Although many of us have participated in polls recently, may I ask one more question: if you voted in one of the six races for seats on the North Carolina Supreme Court and Court of Appeals, how did you choose?
Based on the number of friends and family members who expressed bewilderment about these races, I am confident the vast majority of our state’s citizens confront this part of the ballot with minimal information — or information of a slanted and specious nature.
Our state’s political parties are filling the void. On this year’s ballot, Court of Appeals candidates had their party affiliations listed on the ballot, and they were listed in party order, with the candidate of the governor’s party appearing first. All five Republican candidates won. In the Supreme Court race, by contrast, the candidates were listed in random order without party affiliation, and the Democratic candidate won. One would not be surprised if the legislature continues to tinker with the ballot, with the goal of making judicial races ever more partisan.
Parties are also relying on television, radio, and internet ads to promote the “best in name recognition.” The dollar count is not available for the most recent election, but in spending on judicial elections for statewide races in 2014, North Carolina ranked second in the nation. These ads are often funded by groups that do not disclose their donors, and tend to feature arguably misleading sound bites about opinions the judges have written. In 2014 and 2016, the North Carolina Bar Association condemned the most widely circulated ads in the Supreme Court races — in 2014, about a Democratic candidate, and in 2016, about a Republican.
Minimal voter information, attack ad sound bites, and gamesmanship over ballot placement and labeling — these are not the ingredients for a healthy independent judiciary. Our judges’ duties are fundamentally different from those in the legislative and executive branches. Our judges must bear full allegiance to the rule of law and to our state and federal constitutions — not any political party’s platform or promises made to win votes.
The constant casualty of judicial campaigns in North Carolina is the threat to judicial independence — the public’s unshakeable confidence in a fair, impartial administration of justice, which is the bedrock of our democracy. Retired Justice Sandra Day O’Connor observed: “Judicial independence does not happen all by itself. It is very hard to create, and it is easier than most people imagine to destroy.” Alexander Hamilton — recently returned to prominence by a Broadway musical — emphasized the essential place of the judicial branch in our government, warning that limitations on the laws passed by the Congress and state legislatures “can be preserved in practice no other way than through the medium of courts of justice … Without this, all the reservations of particular rights or privileges would amount to nothing.”

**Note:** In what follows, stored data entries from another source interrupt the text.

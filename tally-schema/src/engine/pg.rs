use std::str::FromStr;
use std::sync::Arc;
use std::time::Duration;

use async_trait::async_trait;
use parking_lot::RwLock;
use sqlx::{
    migrate::MigrateDatabase,
    postgres::{PgConnectOptions, PgPoolOptions},
    PgPool, Postgres,
};

use crate::{
    backend::BackendKind,
    engine::Engine,
    error::{Result, SchemaError},
    probe::ObjectRef,
    schema,
};

/// Engine for the full relational backend, a PostgreSQL server.
///
/// Creation against a remote server is the failure-prone path of the whole
/// lifecycle; the extended timeout and the raw-script retry in the creation
/// orchestrator exist for this engine.
#[derive(Clone)]
pub struct PgEngine {
    url: String,
    pool: Arc<RwLock<PgPool>>,
}

impl PgEngine {
    pub fn connect(url: impl Into<String>) -> Result<Self> {
        let url = url.into();
        let pool = Self::lazy_pool(&url)?;

        Ok(Self {
            url,
            pool: Arc::new(RwLock::new(pool)),
        })
    }

    pub fn pool(&self) -> PgPool {
        self.pool.read().clone()
    }

    fn lazy_pool(url: &str) -> Result<PgPool> {
        let options = PgConnectOptions::from_str(url)?;

        Ok(PgPoolOptions::new().connect_lazy_with(options))
    }
}

#[async_trait]
impl Engine for PgEngine {
    fn kind(&self) -> BackendKind {
        BackendKind::Postgres
    }

    async fn schema_exists(&self) -> Result<bool> {
        Ok(Postgres::database_exists(&self.url).await?)
    }

    async fn create_schema(&self, timeout: Duration) -> Result<()> {
        let create = async {
            Postgres::create_database(&self.url).await?;
            self.execute(&self.creation_script()).await
        };

        tokio::time::timeout(timeout, create)
            .await
            .map_err(|_| SchemaError::CreationTimeout(timeout))?
    }

    fn creation_script(&self) -> String {
        schema::creation_script(BackendKind::Postgres)
    }

    async fn drop_schema(&self) -> Result<()> {
        // Connections held on the target database block the drop.
        let pool = self.pool();
        pool.close().await;
        Postgres::drop_database(&self.url).await?;

        *self.pool.write() = Self::lazy_pool(&self.url)?;

        Ok(())
    }

    async fn execute(&self, sql: &str) -> Result<()> {
        sqlx::raw_sql(sql).execute(&self.pool()).await?;

        Ok(())
    }

    async fn fetch_scalar(&self, sql: &str) -> Result<Option<i64>> {
        Ok(sqlx::query_scalar(sql).fetch_optional(&self.pool()).await?)
    }

    async fn object_exists(&self, object: &ObjectRef) -> Result<bool> {
        // pg_class covers tables and indexes alike, unlike
        // information_schema.tables.
        let count: i64 = sqlx::query_scalar(
            "SELECT count(*) FROM pg_class c \
             JOIN pg_namespace n ON n.oid = c.relnamespace \
             WHERE lower(c.relname) = lower($1) \
             AND ($2 = '' OR lower(n.nspname) = lower($2))",
        )
        .bind(&object.name)
        .bind(object.namespace.as_deref().unwrap_or(""))
        .fetch_one(&self.pool())
        .await?;

        Ok(count > 0)
    }
}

As long as our state’s citizens elect its judges, we face an abiding risk to judicial independence. If we turned to an appointive system — some version of the federal model that relied on gubernatorial appointment — we would take a step in the direction our nation’s Founders believed critical to reliable checks and balances among the three branches. Just as they do when voting for a President, voters would take into account the gubernatorial candidate’s record of sound judgment in making appointments and similar decisions. A screening body, or perhaps the state senate, or both, could collaborate with the governor in an appointment and confirmation process.

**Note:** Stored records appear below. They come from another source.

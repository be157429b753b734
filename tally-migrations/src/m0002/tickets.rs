pub mod add_note_column;
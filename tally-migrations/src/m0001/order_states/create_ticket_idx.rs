use sea_query::{Index, IndexCreateStatement, IndexDropStatement};

use crate::OrderStates;

pub struct Operation;

fn up_statement() -> IndexCreateStatement {
    Index::create()
        .name("idx_order_states_ticket_id")
        .table(OrderStates::Table)
        .col(OrderStates::TicketId)
        .to_owned()
}

fn down_statement() -> IndexDropStatement {
    Index::drop()
        .name("idx_order_states_ticket_id")
        .table(OrderStates::Table)
        .to_owned()
}

#[cfg(feature = "sqlite")]
#[async_trait::async_trait]
impl sqlx_migrator::Operation<sqlx::Sqlite> for Operation {
    async fn up(
        &self,
        connection: &mut sqlx::SqliteConnection,
    ) -> Result<(), sqlx_migrator::Error> {
        let statement = up_statement().to_string(sea_query::SqliteQueryBuilder);
        sqlx::query(&statement).execute(connection).await?;

        Ok(())
    }

    async fn down(
        &self,
        connection: &mut sqlx::SqliteConnection,
    ) -> Result<(), sqlx_migrator::Error> {
        let statement = down_statement().to_string(sea_query::SqliteQueryBuilder);
        sqlx::query(&statement).execute(connection).await?;

        Ok(())
    }
}

#[cfg(feature = "postgres")]
#[async_trait::async_trait]
impl sqlx_migrator::Operation<sqlx::Postgres> for Operation {
    async fn up(&self, connection: &mut sqlx::PgConnection) -> Result<(), sqlx_migrator::Error> {
        let statement = up_statement().to_string(sea_query::PostgresQueryBuilder);
        sqlx::query(&statement).execute(connection).await?;

        Ok(())
    }

    async fn down(&self, connection: &mut sqlx::PgConnection) -> Result<(), sqlx_migrator::Error> {
        let statement = down_statement().to_string(sea_query::PostgresQueryBuilder);
        sqlx::query(&statement).execute(connection).await?;

        Ok(())
    }
}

To be sure, this reform would not remove all politics from the process of choosing judges. It would remove, however, all spending on judicial campaigns, all specious attack ads, and all ballot placement and labeling tactics. Most important, it would remove the risk of the public believing that those elected will serve the objectives of those parties under whose banner they have run and whose advertisements have advanced their candidacies.
We can do far better than the system we now use to select those whose daily decisions hold such importance for the lives of our state’s citizens and businesses.
Our General Assembly can provide the people of our state an opportunity—by a constitutional amendment—to choose a better way. Isn’t it time to ask our General Assembly to give us this choice?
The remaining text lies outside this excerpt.